### Records
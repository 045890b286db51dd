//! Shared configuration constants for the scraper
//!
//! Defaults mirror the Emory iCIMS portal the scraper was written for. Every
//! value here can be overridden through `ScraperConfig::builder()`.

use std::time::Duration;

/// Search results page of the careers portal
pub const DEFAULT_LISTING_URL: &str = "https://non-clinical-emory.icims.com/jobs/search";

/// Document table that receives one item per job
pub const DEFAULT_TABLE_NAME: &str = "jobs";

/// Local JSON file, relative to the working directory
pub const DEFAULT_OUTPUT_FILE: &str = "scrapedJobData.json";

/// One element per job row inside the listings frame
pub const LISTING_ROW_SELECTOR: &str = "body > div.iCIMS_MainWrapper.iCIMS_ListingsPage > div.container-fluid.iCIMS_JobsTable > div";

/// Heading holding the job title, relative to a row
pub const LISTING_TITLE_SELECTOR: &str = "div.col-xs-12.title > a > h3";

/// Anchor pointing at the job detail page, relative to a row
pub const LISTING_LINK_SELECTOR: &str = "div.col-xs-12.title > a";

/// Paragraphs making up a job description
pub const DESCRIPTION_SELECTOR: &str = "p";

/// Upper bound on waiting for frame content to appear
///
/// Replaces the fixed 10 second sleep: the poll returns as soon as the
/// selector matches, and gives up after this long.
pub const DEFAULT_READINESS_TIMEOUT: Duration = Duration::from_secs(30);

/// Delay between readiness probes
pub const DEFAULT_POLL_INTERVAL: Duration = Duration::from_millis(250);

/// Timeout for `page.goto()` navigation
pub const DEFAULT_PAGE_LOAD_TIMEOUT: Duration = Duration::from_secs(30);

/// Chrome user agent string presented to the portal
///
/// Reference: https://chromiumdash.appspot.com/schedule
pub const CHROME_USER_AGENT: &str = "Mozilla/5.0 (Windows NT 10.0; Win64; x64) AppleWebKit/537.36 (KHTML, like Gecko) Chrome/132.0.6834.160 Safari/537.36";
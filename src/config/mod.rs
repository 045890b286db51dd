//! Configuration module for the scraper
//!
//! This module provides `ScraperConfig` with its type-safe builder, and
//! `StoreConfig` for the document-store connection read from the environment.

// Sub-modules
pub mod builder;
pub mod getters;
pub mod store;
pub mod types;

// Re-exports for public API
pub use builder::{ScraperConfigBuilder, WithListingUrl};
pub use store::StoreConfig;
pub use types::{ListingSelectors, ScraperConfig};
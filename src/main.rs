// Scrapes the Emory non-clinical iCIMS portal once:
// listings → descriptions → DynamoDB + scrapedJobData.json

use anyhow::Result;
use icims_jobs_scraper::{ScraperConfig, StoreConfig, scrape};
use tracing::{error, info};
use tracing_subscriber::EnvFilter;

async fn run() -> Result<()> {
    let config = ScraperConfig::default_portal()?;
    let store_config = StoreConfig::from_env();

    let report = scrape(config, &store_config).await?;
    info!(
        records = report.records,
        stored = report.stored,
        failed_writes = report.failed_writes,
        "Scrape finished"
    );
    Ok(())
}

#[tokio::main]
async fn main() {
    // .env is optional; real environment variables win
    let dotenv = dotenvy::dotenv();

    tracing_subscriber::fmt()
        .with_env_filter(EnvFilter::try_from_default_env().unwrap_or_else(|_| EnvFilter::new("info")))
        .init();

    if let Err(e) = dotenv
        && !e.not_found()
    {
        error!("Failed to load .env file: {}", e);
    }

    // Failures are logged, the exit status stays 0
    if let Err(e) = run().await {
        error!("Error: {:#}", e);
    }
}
######
### Records
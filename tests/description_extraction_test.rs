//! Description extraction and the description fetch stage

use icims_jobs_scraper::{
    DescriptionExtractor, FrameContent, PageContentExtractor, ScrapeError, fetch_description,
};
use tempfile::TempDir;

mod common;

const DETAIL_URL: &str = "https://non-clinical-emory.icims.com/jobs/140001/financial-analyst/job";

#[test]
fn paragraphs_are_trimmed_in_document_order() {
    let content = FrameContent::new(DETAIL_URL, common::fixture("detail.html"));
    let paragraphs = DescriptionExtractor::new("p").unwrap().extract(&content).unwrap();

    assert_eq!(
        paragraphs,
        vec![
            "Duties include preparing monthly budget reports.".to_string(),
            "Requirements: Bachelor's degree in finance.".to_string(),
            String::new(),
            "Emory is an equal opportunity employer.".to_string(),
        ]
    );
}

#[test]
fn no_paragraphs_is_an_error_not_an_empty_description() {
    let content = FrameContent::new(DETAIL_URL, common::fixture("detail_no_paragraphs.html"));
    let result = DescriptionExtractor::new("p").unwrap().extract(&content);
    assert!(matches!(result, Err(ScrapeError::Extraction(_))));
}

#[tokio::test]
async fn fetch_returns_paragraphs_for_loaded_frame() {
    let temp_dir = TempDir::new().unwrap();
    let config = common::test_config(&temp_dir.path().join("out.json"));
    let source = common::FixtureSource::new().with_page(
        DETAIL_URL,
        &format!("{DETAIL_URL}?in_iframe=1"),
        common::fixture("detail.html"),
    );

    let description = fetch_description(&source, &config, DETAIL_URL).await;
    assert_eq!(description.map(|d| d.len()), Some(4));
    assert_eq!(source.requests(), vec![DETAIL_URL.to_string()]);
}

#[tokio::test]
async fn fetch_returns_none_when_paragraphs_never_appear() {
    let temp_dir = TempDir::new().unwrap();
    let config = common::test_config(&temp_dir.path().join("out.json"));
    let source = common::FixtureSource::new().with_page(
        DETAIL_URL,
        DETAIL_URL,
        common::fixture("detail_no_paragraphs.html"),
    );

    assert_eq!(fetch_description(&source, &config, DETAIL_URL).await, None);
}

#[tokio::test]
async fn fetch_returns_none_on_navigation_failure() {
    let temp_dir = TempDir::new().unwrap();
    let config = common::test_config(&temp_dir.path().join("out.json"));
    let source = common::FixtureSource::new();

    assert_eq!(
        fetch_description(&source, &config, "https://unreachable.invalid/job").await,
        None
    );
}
######
### Records
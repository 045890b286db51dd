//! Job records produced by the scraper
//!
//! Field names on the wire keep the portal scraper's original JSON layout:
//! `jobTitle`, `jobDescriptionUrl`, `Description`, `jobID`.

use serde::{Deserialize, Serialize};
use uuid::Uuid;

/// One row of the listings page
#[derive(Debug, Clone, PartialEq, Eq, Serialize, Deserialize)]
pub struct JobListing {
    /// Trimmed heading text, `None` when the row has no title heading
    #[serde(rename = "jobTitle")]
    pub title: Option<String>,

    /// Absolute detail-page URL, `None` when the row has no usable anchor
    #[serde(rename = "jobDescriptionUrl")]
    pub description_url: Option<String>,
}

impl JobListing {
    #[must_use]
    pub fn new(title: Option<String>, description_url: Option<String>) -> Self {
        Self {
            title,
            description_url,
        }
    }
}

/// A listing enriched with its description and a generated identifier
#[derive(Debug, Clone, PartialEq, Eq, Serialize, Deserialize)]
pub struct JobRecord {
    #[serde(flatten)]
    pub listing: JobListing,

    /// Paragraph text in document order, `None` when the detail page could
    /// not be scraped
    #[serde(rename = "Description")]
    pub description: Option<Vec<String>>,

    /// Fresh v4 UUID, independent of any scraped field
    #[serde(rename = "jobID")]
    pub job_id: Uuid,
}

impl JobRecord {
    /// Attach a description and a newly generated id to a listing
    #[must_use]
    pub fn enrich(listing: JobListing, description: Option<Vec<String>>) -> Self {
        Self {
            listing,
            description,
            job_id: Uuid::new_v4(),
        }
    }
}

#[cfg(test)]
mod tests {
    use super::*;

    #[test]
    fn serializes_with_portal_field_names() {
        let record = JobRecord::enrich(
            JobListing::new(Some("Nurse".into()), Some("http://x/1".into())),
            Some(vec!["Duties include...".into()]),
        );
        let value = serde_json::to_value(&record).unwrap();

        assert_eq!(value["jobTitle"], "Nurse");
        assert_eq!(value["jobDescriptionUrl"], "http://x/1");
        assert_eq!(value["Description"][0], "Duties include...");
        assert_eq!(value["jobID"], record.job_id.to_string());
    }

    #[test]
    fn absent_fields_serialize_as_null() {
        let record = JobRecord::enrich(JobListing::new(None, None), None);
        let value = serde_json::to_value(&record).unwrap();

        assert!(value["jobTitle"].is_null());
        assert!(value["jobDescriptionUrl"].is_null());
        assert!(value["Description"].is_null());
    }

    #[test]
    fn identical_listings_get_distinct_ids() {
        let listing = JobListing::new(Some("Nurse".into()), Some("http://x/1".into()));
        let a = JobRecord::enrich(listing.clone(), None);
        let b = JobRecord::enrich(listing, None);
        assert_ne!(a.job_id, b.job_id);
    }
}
######
* [Task brief]
Beginning at the line above that contains "a job description", return each line exactly through the line that contains "after this long.", and no others.

* [Task output]
/// Paragraphs making up a job description
pub const DESCRIPTION_SELECTOR: &str = "p";

/// Upper bound on waiting for frame content to appear
///
/// Replaces the fixed 10 second sleep: the poll returns as soon as the
/// selector matches, and gives up after this long.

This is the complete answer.